You may not know, it but for the past ten years or so, we have been living through a new golden age in the world of CB radio. Forty years ago, you could turn on your CB Radio, screw around with the dial a little bit, and listen to Big Cocker Jackson, Dakota Bull, and Ted Trouble 324 at their raucous, salacious best. Jellybean would come on at night and rill the boys up, and tell us about this or that strip club, and this or that truck stop, where the girls were easy and the beer was cheap. But then the '80s came with its media consolidation and government regulation and the shows of yesteryear faded away. For 20 years, there was Rush, Howard, and Sean, and we forgot about those halcyon days when radio was radio.
But something happened in the new millennium: out of nowhere, these small CB stations, who had remained independent, bucking the FCC rules, making money on subscriptions and donations, started producing dark, moody radio dramas. Johnny Tapper’s Jukejoint started it all. It was the story of a sheriff in a small town on the Mexican border who smuggled in immigrants and drugs on the side. No one had ever heard the kind of multi-layered storytelling, psychological depth, and macabre humor offered by this show. The radio press, who had long looked down on CB, began writing up the show, dashing off paeans to its tortured, Janus-like lead. Willa Stanley, writing in Radio News, called John Jukas, the main character, “an unholy distillation of all the prelapsarian myths about the American male in the West.” Emily Zoller, in On The Dial Mag, wrote that Jukejoint “was the first step forward in the annals of English-language storytelling since the Globe Theater burned down.”
Jukejoint helped spawn a heap of CB shows centered around dark, anti-hero characters. There was the Dickensian sweep of The Rods, which used the lumber trade in eastern Oregon to depict the corruption at the heart of the American Experiment. There was The Long Haul, about a despicable trucking executive who lied, bullied, and whored his way through life while struggling with manic depression. Rest Stop redefined the radio thriller genre by seamlessly marrying the chill-inducing menace of Hitchcock’s finest efforts and the contemplative nuance of later nouvelle vague films. All of these shows helped bring about the Golden Age of CB Radio we now bask in.

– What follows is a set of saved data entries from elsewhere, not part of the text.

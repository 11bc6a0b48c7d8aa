//! Chat orchestrator — drives recording commands and the two-stage
//! transcribe → answer pipeline.
//!
//! [`ChatOrchestrator`] owns the [`RecorderController`] and responds to
//! [`UiCommand`]s received over a `tokio::sync::mpsc` channel.
//!
//! # Pipeline flow
//!
//! ```text
//! UiCommand::StopRecording
//!   └─▶ RecorderController::stop → FinalizedAudio
//!         └─▶ tokio::spawn(run_pipeline)
//!               ├─ append "transcribing" placeholder  (index i)
//!               ├─ TranscribeService::transcribe
//!               │    ├─ Ok  → replace i with User(transcript)
//!               │    └─ Err → replace i with Assistant(failure), STOP
//!               ├─ append "thinking" placeholder      (index j, fresh)
//!               └─ AnswerService::answer
//!                    ├─ Ok  → replace j with Assistant(answer)
//!                    └─ Err → replace j with Assistant(failure)
//! ```
//!
//! Placeholder slots come from [`Conversation::push`], captured under the
//! same lock as the append — two interleaved pipelines can never overwrite
//! each other's slots, and a slot from before a conversation reset is
//! rejected by its generation.  Each pipeline runs as an independent task,
//! so a new recording may start while a previous pipeline is still in
//! flight.

use std::sync::Arc;

use tokio::sync::mpsc;
use tokio::task::JoinHandle;

use crate::backend::{AnswerService, TranscribeService};
use crate::directory::Customer;
use crate::i18n::{self, Language};
use crate::recorder::{FinalizedAudio, RecorderController, RecorderError};

use super::message::{ConversationMessage, SharedConversation};

// ---------------------------------------------------------------------------
// UiCommand
// ---------------------------------------------------------------------------

/// Commands sent from the UI thread to the orchestrator task.
#[derive(Debug, Clone)]
pub enum UiCommand {
    /// Begin a new microphone capture session.
    StartRecording,
    /// Finalize the capture and run the pipeline for the artifact.
    StopRecording,
    /// Discard the capture; no pipeline runs.
    CancelRecording,
    /// The active customer identity changed — the conversation resets.
    SelectUser(Option<Customer>),
    /// Switch the interface language for subsequent pipelines.
    SetLanguage(Language),
}

// ---------------------------------------------------------------------------
// PipelineContext
// ---------------------------------------------------------------------------

/// Ambient values captured at stop time and carried through one pipeline
/// run.  Supplied by the surrounding collaborators, not owned or validated
/// here.
#[derive(Debug, Clone)]
pub struct PipelineContext {
    /// Active interface language (selects placeholder/failure texts and the
    /// wire language code).
    pub language: Language,
    /// Active customer identifier; empty when no customer is selected.
    pub user: String,
}

// ---------------------------------------------------------------------------
// run_pipeline
// ---------------------------------------------------------------------------

/// Run the two-stage pipeline for one finalized audio artifact.
///
/// Every placeholder this function appends is replaced at the same index by
/// exactly one terminal message, even on failure.  A transcribe failure
/// short-circuits: the answer stage never starts and no second placeholder
/// is appended.  No retries happen at this layer.
pub async fn run_pipeline(
    conversation: SharedConversation,
    transcribe: Arc<dyn TranscribeService>,
    answer: Arc<dyn AnswerService>,
    audio: FinalizedAudio,
    ctx: PipelineContext,
) {
    let strings = i18n::strings(ctx.language);

    // ── Stage 1: transcribe ─────────────────────────────────────────────
    let i = conversation
        .lock()
        .unwrap()
        .push(ConversationMessage::placeholder(
            strings.transcribing_placeholder,
        ));

    let transcript = match transcribe
        .transcribe(&audio, ctx.language.code(), &ctx.user)
        .await
    {
        Ok(out) => {
            log::debug!("pipeline: transcript = {:?}", out.transcript);
            let applied = conversation
                .lock()
                .unwrap()
                .replace(i, ConversationMessage::user(out.transcript.clone()));
            if !applied {
                // The conversation was reset while transcribing (identity
                // switch); the result belongs to the old transcript.
                log::debug!("pipeline: conversation reset mid-flight, dropping result");
                return;
            }
            out.transcript
        }
        Err(e) => {
            log::warn!("pipeline: transcribe failed: {e}");
            let _ = conversation
                .lock()
                .unwrap()
                .replace(i, ConversationMessage::assistant(strings.transcribe_failed));
            return;
        }
    };

    // ── Stage 2: answer ─────────────────────────────────────────────────
    // The index is computed fresh at append time: another pipeline may have
    // appended messages while stage 1 was awaiting.
    let j = conversation
        .lock()
        .unwrap()
        .push(ConversationMessage::placeholder(
            strings.thinking_placeholder,
        ));

    match answer.answer(&transcript, &ctx.user).await {
        Ok(text) => {
            log::debug!("pipeline: answer = {:?}", text);
            let _ = conversation
                .lock()
                .unwrap()
                .replace(j, ConversationMessage::assistant(text));
        }
        Err(e) => {
            log::warn!("pipeline: answer failed: {e}");
            let _ = conversation
                .lock()
                .unwrap()
                .replace(j, ConversationMessage::assistant(strings.answer_failed));
        }
    }
}

// ---------------------------------------------------------------------------
// ChatOrchestrator
// ---------------------------------------------------------------------------

/// Drives the complete voice-chat session.
///
/// Create with [`ChatOrchestrator::new`], then call [`run`](Self::run)
/// inside a tokio task.  `run` returns once the command channel closes and
/// all in-flight pipelines have settled.
pub struct ChatOrchestrator {
    conversation: SharedConversation,
    recorder: RecorderController,
    transcribe: Arc<dyn TranscribeService>,
    answer: Arc<dyn AnswerService>,
    language: Language,
    user: String,
    pipelines: Vec<JoinHandle<()>>,
}

impl ChatOrchestrator {
    /// Create a new orchestrator.
    ///
    /// # Arguments
    ///
    /// * `conversation` — shared transcript (also read by the UI).
    /// * `recorder`     — the capture-session controller.
    /// * `transcribe`   — remote transcribe capability.
    /// * `answer`       — remote answer capability.
    /// * `language`     — initial interface language.
    pub fn new(
        conversation: SharedConversation,
        recorder: RecorderController,
        transcribe: Arc<dyn TranscribeService>,
        answer: Arc<dyn AnswerService>,
        language: Language,
    ) -> Self {
        Self {
            conversation,
            recorder,
            transcribe,
            answer,
            language,
            user: String::new(),
            pipelines: Vec::new(),
        }
    }

    // -----------------------------------------------------------------------
    // Main async loop
    // -----------------------------------------------------------------------

    /// Run the orchestrator until `command_rx` is closed, then wait for any
    /// in-flight pipelines to settle.
    pub async fn run(mut self, mut command_rx: mpsc::Receiver<UiCommand>) {
        while let Some(command) = command_rx.recv().await {
            match command {
                UiCommand::StartRecording => self.handle_start(),
                UiCommand::StopRecording => self.handle_stop().await,
                UiCommand::CancelRecording => self.handle_cancel(),
                UiCommand::SelectUser(customer) => self.handle_select_user(customer),
                UiCommand::SetLanguage(language) => {
                    log::debug!("orchestrator: language → {language}");
                    self.language = language;
                }
            }
        }

        log::info!("orchestrator: command channel closed, draining pipelines");
        for handle in self.pipelines.drain(..) {
            let _ = handle.await;
        }
    }

    // -----------------------------------------------------------------------
    // Command handlers
    // -----------------------------------------------------------------------

    /// Begin capturing.  A device failure is surfaced in the transcript; a
    /// state-machine misuse is only logged.
    fn handle_start(&mut self) {
        match self.recorder.start() {
            Ok(()) => {}
            Err(RecorderError::DeviceUnavailable(reason)) => {
                log::warn!("orchestrator: microphone unavailable: {reason}");
                let strings = i18n::strings(self.language);
                self.conversation
                    .lock()
                    .unwrap()
                    .push(ConversationMessage::assistant(strings.microphone_failed));
            }
            Err(e @ RecorderError::InvalidState { .. }) => {
                log::error!("orchestrator: {e}");
            }
        }
    }

    /// Finalize the capture and spawn an independent pipeline task for the
    /// artifact.
    async fn handle_stop(&mut self) {
        match self.recorder.stop().await {
            Ok(audio) => {
                log::debug!("orchestrator: artifact ready ({} bytes)", audio.len());
                let ctx = PipelineContext {
                    language: self.language,
                    user: self.user.clone(),
                };
                let handle = tokio::spawn(run_pipeline(
                    Arc::clone(&self.conversation),
                    Arc::clone(&self.transcribe),
                    Arc::clone(&self.answer),
                    audio,
                    ctx,
                ));
                self.pipelines.push(handle);
            }
            Err(e) => {
                log::error!("orchestrator: {e}");
            }
        }
    }

    /// Discard the capture.  The pipeline is never invoked for a cancelled
    /// session.
    fn handle_cancel(&mut self) {
        if let Err(e) = self.recorder.cancel() {
            log::error!("orchestrator: {e}");
        }
    }

    /// Apply a new customer identity and reset the transcript.
    fn handle_select_user(&mut self, customer: Option<Customer>) {
        self.user = customer.map(|c| c.customer_id).unwrap_or_default();
        log::debug!("orchestrator: user → {:?}", self.user);
        self.conversation.lock().unwrap().clear();
    }
}

// ---------------------------------------------------------------------------
// Tests
// ---------------------------------------------------------------------------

Creative talent from other industries began migrating to CB in the past decade as critics now talked about the medium the same way critics talked about film in the 1970s, art in the 1960s, theater in the 1950s. CB radio had become the place where Auteur Theory still reigned, where showrunners were given free creative reign over their programs. Some in the press and elsewhere started wondering whether other media industries would survive in this new environment, as more and more people forwent expensive cable packages and movie outings, and instead gathered around their vintage radios to listen to the sounds of The Appalachian Trail, a groundbreaking and sexually frank series about werewolves in the Blue Ridge Mountains, and Kelassia Road, a fantasy program about a long-distance cart-puller set in a magical medieval world.
And though newer, more derivative offerings are starting to clog up the airwaves as media companies retool in this new era, let us hope that this wondrous, lyrical, and unabashedly cerebral time in CB radio never ends.
Aboubacar Ndiaye is a writer living in Chicago.